Return every line from the records below that has the word "StrReader".

◆ DATASET EXTRACT
————————

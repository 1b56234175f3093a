//! Shared fixtures for `cmdtree_core` integration tests.

#![allow(unreachable_pub)]

use async_trait::async_trait;
use cmdtree_core::{
    literal, ArgumentType, CommandDispatcher, CommandError, ErrorKind, Gate, NodeId, RangeFail,
    SimpleArgumentType, StrReader,
};

/// Acting user handed to every parse and execution.
#[derive(Debug, Clone, PartialEq, Eq)]
pub struct TestSource {
    pub name: String,
    pub admin: bool,
}

impl TestSource {
    #[allow(dead_code)]
    pub fn named(name: &str) -> Self {
        Self {
            name: name.into(),
            admin: false,
        }
    }

    #[allow(dead_code)]
    pub fn admin(name: &str) -> Self {
        Self {
            name: name.into(),
            admin: true,
        }
    }
}

/// The default non-admin source.
#[allow(dead_code)]
pub fn source() -> TestSource {
    TestSource::named("tester")
}

/// A resolved user name (the loaded form of [`UserArg`]).
#[derive(Debug, Clone, PartialEq, Eq)]
pub struct User(pub String);

/// Argument type accepting 4–16 character names, lowercased at load time.
/// Names containing `fail` parse fine but refuse to load.
pub struct UserArg;

#[async_trait]
impl ArgumentType for UserArg {
    type Parsed = String;
    type Loaded = User;

    fn parse(&self, reader: &mut StrReader) -> Result<String, CommandError> {
        let start = reader.cursor();
        let word = reader.read_unquoted().to_owned();
        if word.len() < 4 || word.len() > 16 {
            let fail = if word.len() < 4 {
                RangeFail::Below
            } else {
                RangeFail::Above
            };
            let mut pinned = reader.clone();
            pinned.set_cursor(start);
            return Err(CommandError::with_reader(
                ErrorKind::Range {
                    fail,
                    what: "Name length".into(),
                    got: word.len().to_string(),
                    min: "4".into(),
                    max: "16".into(),
                },
                pinned,
            ));
        }
        Ok(word)
    }

    async fn load(&self, parsed: String) -> Result<User, CommandError> {
        if parsed.contains("fail") {
            return Err(CommandError::message(format!(
                "user {parsed} is not available"
            )));
        }
        Ok(User(parsed.to_ascii_lowercase()))
    }

    fn examples(&self) -> Vec<String> {
        vec![
            "user1".into(),
            "user2".into(),
            "user3".into(),
            "user4".into(),
        ]
    }
}

/// Word argument suggesting rule names.
pub struct RuleArg;

impl SimpleArgumentType for RuleArg {
    type Value = String;

    fn parse_value(&self, reader: &mut StrReader) -> Result<String, CommandError> {
        Ok(reader.read_unquoted().to_owned())
    }

    fn examples(&self) -> Vec<String> {
        vec!["rule1".into(), "rule2".into(), "rule3".into()]
    }
}

/// The shared demo grammar:
///
/// ```text
/// a 1 {i|ii}    a 2 {i|ii}
/// b 1
/// c
/// d                       (hidden requirement)
/// e*  e 1*  e 1 {i|ii}
/// f 1*  f 2*
/// g*  g 1*
/// h*                      (redirect target of k)
/// i*  i 1  i 2
/// j -> root
/// k -> h
/// user-test <User> <Dummy>*
/// ```
///
/// Starred nodes carry executors returning distinct values.
pub fn demo_dispatcher() -> CommandDispatcher<TestSource> {
    let mut dispatcher = CommandDispatcher::new();
    dispatcher.register(
        literal("a")
            .then_literal("1", |b| b.then_literal("i", |b| b).then_literal("ii", |b| b))
            .then_literal("2", |b| b.then_literal("i", |b| b).then_literal("ii", |b| b)),
    );
    dispatcher.register(literal("b").then_literal("1", |b| b));
    dispatcher.register(literal("c"));
    dispatcher.register(literal("d").requires(|_| Gate::hidden()));
    dispatcher.register(
        literal("e")
            .executes(|_| Ok(Some(5)))
            .then_literal("1", |b| {
                b.executes(|_| Ok(Some(51)))
                    .then_literal("i", |b| b)
                    .then_literal("ii", |b| b)
            }),
    );
    dispatcher.register(
        literal("f")
            .then_literal("1", |b| b.executes(|_| Ok(Some(61))))
            .then_literal("2", |b| b.executes(|_| Ok(Some(62)))),
    );
    dispatcher.register(
        literal("g")
            .executes(|_| Ok(Some(7)))
            .then_literal("1", |b| b.executes(|_| Ok(Some(71)))),
    );
    let h = dispatcher.register(literal("h").executes(|_| Ok(Some(8))));
    dispatcher.register(
        literal("i")
            .executes(|_| Ok(Some(9)))
            .then_literal("1", |b| b)
            .then_literal("2", |b| b),
    );
    let root = dispatcher.root();
    dispatcher.register(literal("j").redirect(root));
    dispatcher.register(literal("k").redirect(h));
    dispatcher.register(literal("user-test").then_argument("User", UserArg, |b| {
        b.then_argument("Dummy", RuleArg, |b| b.executes(|_| Ok(Some(42))))
    }));
    dispatcher
}

/// Collect `(depth, name)` pairs for the subtree under `node`, in
/// enumeration order.
#[allow(dead_code)]
pub fn shape(dispatcher: &CommandDispatcher<TestSource>, node: NodeId) -> Vec<(usize, String)> {
    fn walk(
        dispatcher: &CommandDispatcher<TestSource>,
        node: NodeId,
        depth: usize,
        out: &mut Vec<(usize, String)>,
    ) {
        for &child in dispatcher.node(node).children() {
            out.push((depth, dispatcher.node(child).name().to_owned()));
            walk(dispatcher, child, depth + 1, out);
        }
    }
    let mut out = Vec::new();
    walk(dispatcher, node, 0, &mut out);
    out
}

————————

◆ EXPECTED ANSWER
    SimpleArgumentType, StrReader,
    fn parse(&self, reader: &mut StrReader) -> Result<String, CommandError> {
    fn parse_value(&self, reader: &mut StrReader) -> Result<String, CommandError> {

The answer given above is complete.